■ WHAT YOU ARE ASKED TO DO
When you answer, copy every line of the listing below exactly.

-- EXTRACTED ENTRIES follows --

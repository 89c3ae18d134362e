//! Hand-written policies for tests and baselines.

use serde::{Deserialize, Serialize};

use sdc_core::{AgentId, AgentRng, Command};

use crate::{DecisionFunction, Observation, SimContext};

/// Always coasts with the wheel centered.
#[derive(Copy, Clone, Debug, Default)]
pub struct NeutralPolicy;

impl DecisionFunction for NeutralPolicy {
    fn decide(
        &self,
        _agent: AgentId,
        _obs:   &Observation<'_>,
        _ctx:   &SimContext<'_>,
        _rng:   &mut AgentRng,
    ) -> Command {
        Command::NEUTRAL
    }
}

/// Issues the same command every tick.
#[derive(Copy, Clone, Debug, Default, PartialEq, Eq, Serialize, Deserialize)]
pub struct ConstantPolicy(pub Command);

impl DecisionFunction for ConstantPolicy {
    fn decide(
        &self,
        _agent: AgentId,
        _obs:   &Observation<'_>,
        _ctx:   &SimContext<'_>,
        _rng:   &mut AgentRng,
    ) -> Command {
        self.0
    }
}

/// Wraps a closure over the observation and tick context.
///
/// ```rust,ignore
/// let wall_follower = FnPolicy::new(|_, obs, _, _| {
///     if obs.radars[0] < 40.0 { Command::new(Direction::Forward, Rotation::Left) }
///     else { Command::new(Direction::Forward, Rotation::Neutral) }
/// });
/// ```
#[derive(Clone)]
pub struct FnPolicy<F> {
    f: F,
}

impl<F> FnPolicy<F>
where
    F: Fn(AgentId, &Observation<'_>, &SimContext<'_>, &mut AgentRng) -> Command + Send + Sync + 'static,
{
    pub fn new(f: F) -> Self {
        Self { f }
    }
}

impl<F> DecisionFunction for FnPolicy<F>
where
    F: Fn(AgentId, &Observation<'_>, &SimContext<'_>, &mut AgentRng) -> Command + Send + Sync + 'static,
{
    #[inline]
    fn decide(
        &self,
        agent: AgentId,
        obs:   &Observation<'_>,
        ctx:   &SimContext<'_>,
        rng:   &mut AgentRng,
    ) -> Command {
        (self.f)(agent, obs, ctx, rng)
    }
}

-- EXTRACTED ENTRIES concluded --

■ REPLY TO THE EXERCISE
repository 89c3ae18d134362e
//! Hand-written policies for tests and baselines.

use serde::{Deserialize, Serialize};

use sdc_core::{AgentId, AgentRng, Command};

use crate::{DecisionFunction, Observation, SimContext};

/// Always coasts with the wheel centered.
#[derive(Copy, Clone, Debug, Default)]
pub struct NeutralPolicy;

impl DecisionFunction for NeutralPolicy {
    fn decide(
        &self,
        _agent: AgentId,
        _obs:   &Observation<'_>,
        _ctx:   &SimContext<'_>,
        _rng:   &mut AgentRng,
    ) -> Command {
        Command::NEUTRAL
    }
}

/// Issues the same command every tick.
#[derive(Copy, Clone, Debug, Default, PartialEq, Eq, Serialize, Deserialize)]
pub struct ConstantPolicy(pub Command);

impl DecisionFunction for ConstantPolicy {
    fn decide(
        &self,
        _agent: AgentId,
        _obs:   &Observation<'_>,
        _ctx:   &SimContext<'_>,
        _rng:   &mut AgentRng,
    ) -> Command {
        self.0
    }
}

/// Wraps a closure over the observation and tick context.
///
/// ```rust,ignore
/// let wall_follower = FnPolicy::new(|_, obs, _, _| {
///     if obs.radars[0] < 40.0 { Command::new(Direction::Forward, Rotation::Left) }
///     else { Command::new(Direction::Forward, Rotation::Neutral) }
/// });
/// ```
#[derive(Clone)]
pub struct FnPolicy<F> {
    f: F,
}

impl<F> FnPolicy<F>
where
    F: Fn(AgentId, &Observation<'_>, &SimContext<'_>, &mut AgentRng) -> Command + Send + Sync + 'static,
{
    pub fn new(f: F) -> Self {
        Self { f }
    }
}

impl<F> DecisionFunction for FnPolicy<F>
where
    F: Fn(AgentId, &Observation<'_>, &SimContext<'_>, &mut AgentRng) -> Command + Send + Sync + 'static,
{
    #[inline]
    fn decide(
        &self,
        agent: AgentId,
        obs:   &Observation<'_>,
        ctx:   &SimContext<'_>,
        rng:   &mut AgentRng,
    ) -> Command {
        (self.f)(agent, obs, ctx, rng)
    }
}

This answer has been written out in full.